====== Stored data ======

//! Procedural geometry generation.
//!
//! Small primitive generators used for the scene props that do not come from
//! OBJ files (the moon sphere and the bird bodies).

pub mod primitives;

pub use primitives::*;

/// Generated geometry, ready to be turned into a [`crate::gfx::scene::Mesh`].
#[derive(Debug, Clone)]
pub struct GeometryData {
    /// Vertex positions (x, y, z)
    pub vertices: Vec<[f32; 3]>,
    /// Normal vectors (x, y, z)
    pub normals: Vec<[f32; 3]>,
    /// Triangle indices (counter-clockwise winding)
    pub indices: Vec<u32>,
}

impl GeometryData {
    pub fn new() -> Self {
        Self {
            vertices: Vec::new(),
            normals: Vec::new(),
            indices: Vec::new(),
        }
    }

    pub fn vertex_count(&self) -> usize {
        self.vertices.len()
    }

    pub fn triangle_count(&self) -> usize {
        self.indices.len() / 3
    }

    /// Applies a uniform scale and translation to every vertex.
    ///
    /// Lets a prop bake its placement into the geometry instead of carrying a
    /// per-part transform.
    pub fn transformed(mut self, scale: f32, offset: [f32; 3]) -> Self {
        for v in self.vertices.iter_mut() {
            v[0] = v[0] * scale + offset[0];
            v[1] = v[1] * scale + offset[1];
            v[2] = v[2] * scale + offset[2];
        }
        self
    }

    /// Applies a per-axis scale and translation to every vertex.
    ///
    /// Normals are left untouched, so this only suits axis-aligned box props
    /// whose normals stay axis-aligned under the scale.
    pub fn stretched(mut self, scale: [f32; 3], offset: [f32; 3]) -> Self {
        for v in self.vertices.iter_mut() {
            v[0] = v[0] * scale[0] + offset[0];
            v[1] = v[1] * scale[1] + offset[1];
            v[2] = v[2] * scale[2] + offset[2];
        }
        self
    }

    /// Merges another piece of geometry into this one.
    pub fn merge(&mut self, other: &GeometryData) {
        let base = self.vertices.len() as u32;
        self.vertices.extend_from_slice(&other.vertices);
        self.normals.extend_from_slice(&other.normals);
        self.indices.extend(other.indices.iter().map(|i| i + base));
    }

    /// Flattens into the buffer layout the mesh constructor expects.
    pub fn to_buffers(&self) -> (Vec<f32>, Vec<f32>, Vec<u32>) {
        let positions = self.vertices.iter().flatten().copied().collect();
        let normals = self.normals.iter().flatten().copied().collect();
        (positions, normals, self.indices.clone())
    }
}

impl Default for GeometryData {
    fn default() -> Self {
        Self::new()
    }
}

#[cfg(test)]
mod tests {
    use super::*;

    #[test]
    fn merge_offsets_indices() {
        let mut a = generate_cube();
        let b = generate_cube();
        let base = a.vertex_count() as u32;
        a.merge(&b);
        assert_eq!(a.vertex_count(), 48);
        assert_eq!(a.indices[36], base);
    }

    #[test]
    fn transformed_moves_vertices() {
        let cube = generate_cube().transformed(2.0, [0.0, 10.0, 0.0]);
        for v in &cube.vertices {
            assert!((9.0..=11.0).contains(&v[1]));
        }
    }

    #[test]
    fn stretched_scales_each_axis() {
        let slab = generate_cube().stretched([2.0, 0.1, 1.0], [0.0, 0.0, 0.0]);
        for v in &slab.vertices {
            assert!(v[0].abs() <= 1.0 + 1e-6);
            assert!(v[1].abs() <= 0.05 + 1e-6);
            assert!(v[2].abs() <= 0.5 + 1e-6);
        }
    }

    #[test]
    fn to_buffers_flattens() {
        let cube = generate_cube();
        let (positions, normals, indices) = cube.to_buffers();
        assert_eq!(positions.len(), cube.vertex_count() * 3);
        assert_eq!(normals.len(), positions.len());
        assert_eq!(indices.len(), 36);
    }
}
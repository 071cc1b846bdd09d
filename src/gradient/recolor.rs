//! Reactive recoloring controller
//!
//! Binds the vertex color synthesizer to the scene settings: whenever a bound
//! gradient stop changes, every registered mesh has its color attribute
//! resynthesized and fully replaced. The wireframe toggle runs through a
//! debounce timer instead, so rapid toggling collapses into a single apply.

use std::time::{Duration, Instant};

use crate::gfx::scene::Scene;

use super::blend::{Color, GradientStops};
use super::synthesize::{synthesize, HeightAxis};

/// The fixed height-to-t mapping domain of the island gradient.
pub const HEIGHT_DOMAIN: (f32, f32) = (-5.0, 10.0);

/// Quiet window for the wireframe debounce.
pub const WIREFRAME_DEBOUNCE: Duration = Duration::from_millis(100);

/// Counts from a recolor pass, mostly for logging and tests.
#[derive(Debug, Default, Clone, Copy, PartialEq, Eq)]
pub struct RecolorStats {
    pub meshes_colored: usize,
    pub meshes_skipped: usize,
}

/// Recomputes gradient vertex colors for a registered set of scene objects.
///
/// Owned by the application and passed by reference wherever needed; there is
/// no ambient/global state behind it.
pub struct RecolorController {
    stops: GradientStops,
    axis: HeightAxis,
    domain: (f32, f32),
    registered: Vec<usize>,
}

impl Default for RecolorController {
    fn default() -> Self {
        Self::new(GradientStops::default())
    }
}

impl RecolorController {
    pub fn new(stops: GradientStops) -> Self {
        Self {
            stops,
            axis: HeightAxis::Y,
            domain: HEIGHT_DOMAIN,
            registered: Vec::new(),
        }
    }

    /// Registers a scene object as gradient-colored. Every mesh of the object
    /// participates in subsequent recolor passes.
    pub fn register(&mut self, object_index: usize) {
        if !self.registered.contains(&object_index) {
            self.registered.push(object_index);
        }
    }

    pub fn registered(&self) -> &[usize] {
        &self.registered
    }

    pub fn stops(&self) -> &GradientStops {
        &self.stops
    }

    /// Sets the midpoint stop ("Island Color"). Callers follow up with
    /// [`apply`](Self::apply).
    pub fn set_mid(&mut self, color: Color) {
        self.stops.mid = color;
    }

    pub fn set_bottom(&mut self, color: Color) {
        self.stops.bottom = color;
    }

    /// Resynthesizes and replaces the color buffer of every registered mesh.
    ///
    /// Meshes without position data are skipped, not errors. Applying twice
    /// with unchanged stops produces byte-identical buffers.
    pub fn apply(&self, scene: &mut Scene) -> RecolorStats {
        let mut stats = RecolorStats::default();

        for &index in &self.registered {
            let Some(object) = scene.get_object_mut(index) else {
                continue;
            };

            for mesh in object.meshes.iter_mut() {
                let positions = mesh.positions();
                if positions.is_empty() {
                    log::debug!("skipping mesh without positions in object {index}");
                    stats.meshes_skipped += 1;
                    continue;
                }

                let colors = synthesize(&positions, self.axis, self.domain, &self.stops);
                mesh.set_colors(&colors);
                stats.meshes_colored += 1;
            }
        }

        stats
    }

    /// Applies the wireframe flag to every registered object, skipping those
    /// whose flag already matches. Returns how many objects changed.
    pub fn apply_wireframe(&self, scene: &mut Scene, enabled: bool) -> usize {
        let mut changed = 0;

        for &index in &self.registered {
            if let Some(object) = scene.get_object_mut(index) {
                if object.wireframe != enabled {
                    object.wireframe = enabled;
                    changed += 1;
                }
            }
        }

        changed
    }
}

/// Cancel-and-reschedule debounce timer.
///
/// Each [`arm`](Self::arm) pushes the deadline out by the quiet window; only
/// the most recent schedule survives. [`poll`](Self::poll) fires at most once
/// per armed window. Time is passed in so frame loops and tests share the
/// same code path.
pub struct Debouncer {
    quiet: Duration,
    deadline: Option<Instant>,
}

impl Debouncer {
    pub fn new(quiet: Duration) -> Self {
        Self {
            quiet,
            deadline: None,
        }
    }

    pub fn arm(&mut self, now: Instant) {
        self.deadline = Some(now + self.quiet);
    }

    pub fn is_pending(&self) -> bool {
        self.deadline.is_some()
    }

    /// Returns true exactly once per quiet window, when it has elapsed.
    pub fn poll(&mut self, now: Instant) -> bool {
        match self.deadline {
            Some(deadline) if now >= deadline => {
                self.deadline = None;
                true
            }
            _ => false,
        }
    }
}

#[cfg(test)]
mod tests {
    use super::*;
    use crate::gfx::scene::{Mesh, Scene};

    fn quad_mesh() -> Mesh {
        // Four vertices spanning the full height domain.
        let positions = vec![
            0.0, -5.0, 0.0, //
            1.0, 0.0, 0.0, //
            0.0, 5.0, 1.0, //
            1.0, 10.0, 1.0,
        ];
        let normals = vec![0.0, 1.0, 0.0].repeat(4);
        Mesh::new(positions, normals, vec![0, 1, 2, 1, 3, 2])
    }

    fn scene_with_island() -> (Scene, usize) {
        let mut scene = Scene::for_tests();
        let index = scene.add_object_from_meshes("island", vec![quad_mesh()]);
        (scene, index)
    }

    #[test]
    fn apply_colors_every_registered_mesh() {
        let (mut scene, index) = scene_with_island();
        let mut controller = RecolorController::new(GradientStops::default());
        controller.register(index);

        let stats = controller.apply(&mut scene);
        assert_eq!(stats.meshes_colored, 1);
        assert_eq!(stats.meshes_skipped, 0);

        let mesh = &scene.get_object(index).unwrap().meshes[0];
        assert_eq!(mesh.colors().len(), 3 * mesh.vertex_count as usize);
    }

    #[test]
    fn apply_is_idempotent() {
        let (mut scene, index) = scene_with_island();
        let mut controller = RecolorController::new(GradientStops::default());
        controller.register(index);

        controller.apply(&mut scene);
        let first = scene.get_object(index).unwrap().meshes[0].colors();
        controller.apply(&mut scene);
        let second = scene.get_object(index).unwrap().meshes[0].colors();
        assert_eq!(first, second);
    }

    #[test]
    fn changing_a_stop_changes_the_buffer() {
        let (mut scene, index) = scene_with_island();
        let mut controller = RecolorController::new(GradientStops::default());
        controller.register(index);

        controller.apply(&mut scene);
        let before = scene.get_object(index).unwrap().meshes[0].colors();

        controller.set_mid([1.0, 0.0, 0.0]);
        controller.apply(&mut scene);
        let after = scene.get_object(index).unwrap().meshes[0].colors();
        assert_ne!(before, after);
    }

    #[test]
    fn empty_mesh_is_skipped_not_an_error() {
        let mut scene = Scene::for_tests();
        let empty = Mesh::new(Vec::new(), Vec::new(), Vec::new());
        let index = scene.add_object_from_meshes("empty", vec![empty]);

        let mut controller = RecolorController::new(GradientStops::default());
        controller.register(index);

        let stats = controller.apply(&mut scene);
        assert_eq!(stats.meshes_colored, 0);
        assert_eq!(stats.meshes_skipped, 1);
    }

    #[test]
    fn register_deduplicates() {
        let mut controller = RecolorController::new(GradientStops::default());
        controller.register(3);
        controller.register(3);
        assert_eq!(controller.registered(), &[3]);
    }

    #[test]
    fn wireframe_apply_skips_matching_flags() {
        let (mut scene, index) = scene_with_island();
        let _ = scene.add_object_from_meshes("other", vec![quad_mesh()]);
        let mut controller = RecolorController::new(GradientStops::default());
        controller.register(index);

        assert_eq!(controller.apply_wireframe(&mut scene, true), 1);
        // Second apply with the same state is a no-op.
        assert_eq!(controller.apply_wireframe(&mut scene, true), 0);
        // Unregistered object untouched.
        assert!(!scene.get_object(index + 1).unwrap().wireframe);
    }

    #[test]
    fn debounce_coalesces_rapid_toggles() {
        let mut debouncer = Debouncer::new(Duration::from_millis(100));
        let t0 = Instant::now();

        // Five toggles, 20 ms apart: only the last schedule survives.
        for i in 0..5 {
            debouncer.arm(t0 + Duration::from_millis(20 * i));
        }

        assert!(!debouncer.poll(t0 + Duration::from_millis(150)));
        assert!(debouncer.poll(t0 + Duration::from_millis(180)));
        // Fired once; the window is spent.
        assert!(!debouncer.poll(t0 + Duration::from_millis(500)));
    }

    #[test]
    fn debounce_idle_never_fires() {
        let mut debouncer = Debouncer::new(WIREFRAME_DEBOUNCE);
        assert!(!debouncer.is_pending());
        assert!(!debouncer.poll(Instant::now()));
    }
}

======

Task instructions: Across the whole listing above, report each line that includes "Duration".

Solution:
use std::time::{Duration, Instant};
pub const WIREFRAME_DEBOUNCE: Duration = Duration::from_millis(100);
    quiet: Duration,
    pub fn new(quiet: Duration) -> Self {
        let mut debouncer = Debouncer::new(Duration::from_millis(100));
            debouncer.arm(t0 + Duration::from_millis(20 * i));
        assert!(!debouncer.poll(t0 + Duration::from_millis(150)));
        assert!(debouncer.poll(t0 + Duration::from_millis(180)));
        assert!(!debouncer.poll(t0 + Duration::from_millis(500)));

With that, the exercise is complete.